DM Tips #2: You Are Not the Enemy
This is one of the hardest things for many Dungeon Masters. While you may be responsible for playing the roles of all the monsters, as well as all the various people, the weather, the very land itself, it doesn’t mean you are playing against the players. You may be filling the shoes of every antagonist they come across, but you need to remember that everyone wants to have fun. It isn’t fun for players if the DM is actively working against them.
In many ways, you are like a parent and the players are your children. You are showing them this new world, letting them explore, and letting them experience new things. There may be times where some hand-holding is needed, and other times when you need to let them learn some harsh lessons. Everyone was a kid once, and at times it may have felt like Mom and Dad were being mean for no discernible reason, but most parents were just trying to prepare us for the world. A Dungeon Master is much the same.

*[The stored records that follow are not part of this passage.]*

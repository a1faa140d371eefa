//! Error types for kafka-types crate.

use thiserror::Error;

/// Errors that can occur while turning raw Kafka bytes into a [`crate::Record`].
#[derive(Error, Debug)]
pub enum Error {
    #[error("Message at {topic}[{partition}]@{offset} has no payload")]
    EmptyPayload {
        topic: String,
        partition: i32,
        offset: i64,
    },

    #[error("Message at {topic}[{partition}]@{offset} is not valid JSON: {source}")]
    InvalidJson {
        topic: String,
        partition: i32,
        offset: i64,
        #[source]
        source: serde_json::Error,
    },
}

/// Result type alias for kafka-types operations.
pub type Result<T> = std::result::Result<T, Error>;
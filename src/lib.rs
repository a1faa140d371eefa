//! kafka-http-bridge library
//!
//! Consumes one Kafka topic as part of a consumer group and forwards every
//! record's JSON payload to a fixed HTTP endpoint.
//!
//! # Delivery Semantics
//!
//! - At-least-once with respect to the stream: positions are committed as
//!   records are yielded, so a crash before the commit redelivers a record
//! - Best-effort downstream: each record gets one POST; failures are logged
//!   and never cause a redelivery
//! - Bounded: at most `--max-in-flight` forwards are pending at any time
//!
//! # Crates
//!
//! - `kafka_types` - the `Record` data model
//! - `kafka_source` - the Kafka stream reader
//! - `http_forward` - the forward dispatcher
//!
//! # CLI Usage
//!
//! ```bash
//! SERVER=broker:9093 TOPIC=chat-messages CONSUMER_GRP=bridge \
//! SASL_USERNAME=svc SASL_PASSWORD=secret FORWARD_URL=http://localhost:8080/ \
//! kafka-http-bridge --max-in-flight 50 --overflow-policy block
//! ```

pub mod bridge;
pub mod config;
pub mod error;
pub mod signal;
pub mod testing;

pub use bridge::{run_bridge, BridgeSummary};
pub use config::{Config, ForwardOpts, KafkaOpts};
pub use error::BridgeError;
pub use signal::shutdown_signal;
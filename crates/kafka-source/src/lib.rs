//! Kafka stream reader for kafka-http-bridge.
//!
//! This crate owns the subscription side of the bridge:
//!
//! - Consumer Groups: join one consumer group on one topic over SASL/TLS
//! - Auto Commit: positions are stored as records are yielded and committed
//!   in the background, independent of what happens to the record afterwards
//! - Lazy Sequence: records are pulled one at a time with [`RecordSource::next_record`]
//!
//! # Dependency Direction
//!
//! This crate depends on `kafka-types` for the [`Record`] definition so that
//! callers and tests can construct records without linking a broker client.

/// Low-level consumer wrapping rdkafka's `StreamConsumer`
pub mod consumer;
pub mod error;

/// The trait the control loop consumes records through
pub mod source;

pub use kafka_types::{PartitionKey, Record};

pub use consumer::{Consumer, ConsumerConfig, OffsetReset};
pub use error::{Error, Result};
pub use source::RecordSource;
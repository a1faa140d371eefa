use clap::Parser;
use kafka_producer::{ChatMessage, KafkaTestProducer};
use std::time::Duration;

/// Publishes JSON chat messages for trying out kafka-http-bridge locally
///
/// To run this producer:
/// 1. Start Kafka with Docker:
///    docker run -d --name kafka -p 9092:9092 apache/kafka:latest
/// 2. Run the producer:
///    cargo run -p kafka-producer -- --topic chat-messages --count 20
/// 3. Run the bridge against the same topic with SECURITY_PROTOCOL=PLAINTEXT
#[derive(Parser)]
#[command(name = "kafka-producer")]
struct Args {
    /// Kafka broker to publish to
    #[arg(long, default_value = "localhost:9092", env = "SERVER")]
    broker: String,

    /// Topic to publish to
    #[arg(long, env = "TOPIC")]
    topic: String,

    /// Number of messages to publish
    #[arg(long, default_value_t = 10)]
    count: usize,

    /// Delay between messages in milliseconds
    #[arg(long, default_value_t = 100)]
    delay_ms: u64,
}

#[tokio::main]
async fn main() {
    // Initialize tracing
    tracing_subscriber::fmt()
        .with_env_filter(
            tracing_subscriber::EnvFilter::try_from_default_env()
                .unwrap_or_else(|_| tracing_subscriber::EnvFilter::new("info")),
        )
        .init();

    if let Err(e) = run_main(Args::parse()).await {
        eprintln!("Error: {e:?}");
        std::process::exit(1);
    }
}

async fn run_main(args: Args) -> anyhow::Result<()> {
    let producer = KafkaTestProducer::new(&args.broker).await?;
    producer.create_topic_if_not_exists(&args.topic, 3).await?;

    for i in 0..args.count {
        let chat_id = format!("chat_{:03}", i % 3);
        let message = ChatMessage::new(&chat_id, "producer", &format!("message {i}"));
        producer
            .publish_json(&args.topic, Some(&chat_id), &message)
            .await?;
        tracing::info!("Published message {}: {}", i + 1, message.data.text);

        tokio::time::sleep(Duration::from_millis(args.delay_ms)).await;
    }

    tracing::info!("Published {} messages to '{}'", args.count, args.topic);
    Ok(())
}
//! Interrupt handling.

use tracing::{error, info};

/// Resolves on Ctrl+C, or SIGTERM on unix.
///
/// If a handler cannot be installed that source simply never fires.
pub async fn shutdown_signal() {
    let ctrl_c = async {
        if let Err(e) = tokio::signal::ctrl_c().await {
            error!("Failed to install Ctrl+C handler: {e}");
            std::future::pending::<()>().await;
        }
    };

    #[cfg(unix)]
    let terminate = async {
        use tokio::signal::unix::{signal, SignalKind};
        match signal(SignalKind::terminate()) {
            Ok(mut sigterm) => {
                sigterm.recv().await;
            }
            Err(e) => {
                error!("Failed to install SIGTERM handler: {e}");
                std::future::pending::<()>().await;
            }
        }
    };

    #[cfg(not(unix))]
    let terminate = std::future::pending::<()>();

    tokio::select! {
        _ = ctrl_c => info!("Received interrupt signal (Ctrl+C)"),
        _ = terminate => info!("Received termination signal"),
    }
}
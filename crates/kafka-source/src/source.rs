//! Record source abstraction.

use async_trait::async_trait;
use kafka_types::Record;

use crate::error::Result;

/// A lazy, infinite sequence of records.
///
/// The Kafka [`crate::Consumer`] is the production implementation. The
/// control loop is generic over this trait so that it can be driven by
/// in-memory sources in tests.
#[async_trait]
pub trait RecordSource: Send {
    /// Wait for the next record.
    ///
    /// Must be cancel-safe: dropping the returned future before it completes
    /// must not lose a record.
    async fn next_record(&mut self) -> Result<Record>;

    /// Release the subscription.
    ///
    /// After `close` returns, `next_record` fails with [`crate::Error::Closed`].
    /// Calling `close` twice is a no-op.
    async fn close(&mut self) -> Result<()>;
}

This can all be quite frustrating at times. You spend a fair amount of time preparing some grand adventure for the players, and inevitably they will derail whatever you had planned out. They will kill the main villain too easily, or not take the hints that they should head south and explore that old castle the locals keep talking about. This is why being a good DM takes patience and resolve. It is easy to lash out at the players for “ruining” the adventure. You need to remember to stay calm and just see where the story goes. You are the narrator, but the story can always change, and ultimately it is the players who decide what road to take.

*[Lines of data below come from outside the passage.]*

//! Process-level error taxonomy.

use thiserror::Error;

/// Fatal errors. Per-record forward failures never become one of these.
#[derive(Error, Debug)]
pub enum BridgeError {
    /// Missing or invalid settings; the consume loop never starts
    #[error("Configuration error: {0}")]
    Configuration(String),

    /// Broker unreachable, authentication rejected, or the subscription broke
    #[error("Connection error: {0}")]
    Connection(kafka_source::Error),

    #[error("Dispatcher error: {0}")]
    Dispatch(http_forward::DispatchError),
}

impl BridgeError {
    /// Process exit status for this error.
    ///
    /// Configuration errors use 2, matching clap's usage errors; everything
    /// else exits with 1. A clean interrupt exits with 0.
    pub fn exit_code(&self) -> i32 {
        match self {
            BridgeError::Configuration(_) => 2,
            BridgeError::Connection(_) | BridgeError::Dispatch(_) => 1,
        }
    }
}

impl From<kafka_source::Error> for BridgeError {
    fn from(e: kafka_source::Error) -> Self {
        match e {
            kafka_source::Error::InvalidConfig(msg) => BridgeError::Configuration(msg),
            other => BridgeError::Connection(other),
        }
    }
}

impl From<http_forward::DispatchError> for BridgeError {
    fn from(e: http_forward::DispatchError) -> Self {
        match e {
            http_forward::DispatchError::InvalidConfig(msg) => BridgeError::Configuration(msg),
            other => BridgeError::Dispatch(other),
        }
    }
}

You need to find a good balance in the game. You don’t want to be too adversarial where the players feel like no matter what they do they cannot win. On the flip side, you still want to make it challenging enough where they won’t get bored because they know they will always win. Make it tough when it needs to be, but always make sure that if the players are clever they can find a way out of any spot of trouble they may get into. It takes time, it takes practice, it takes patience, and it takes care. You and the players are in this together, if the players win, you win.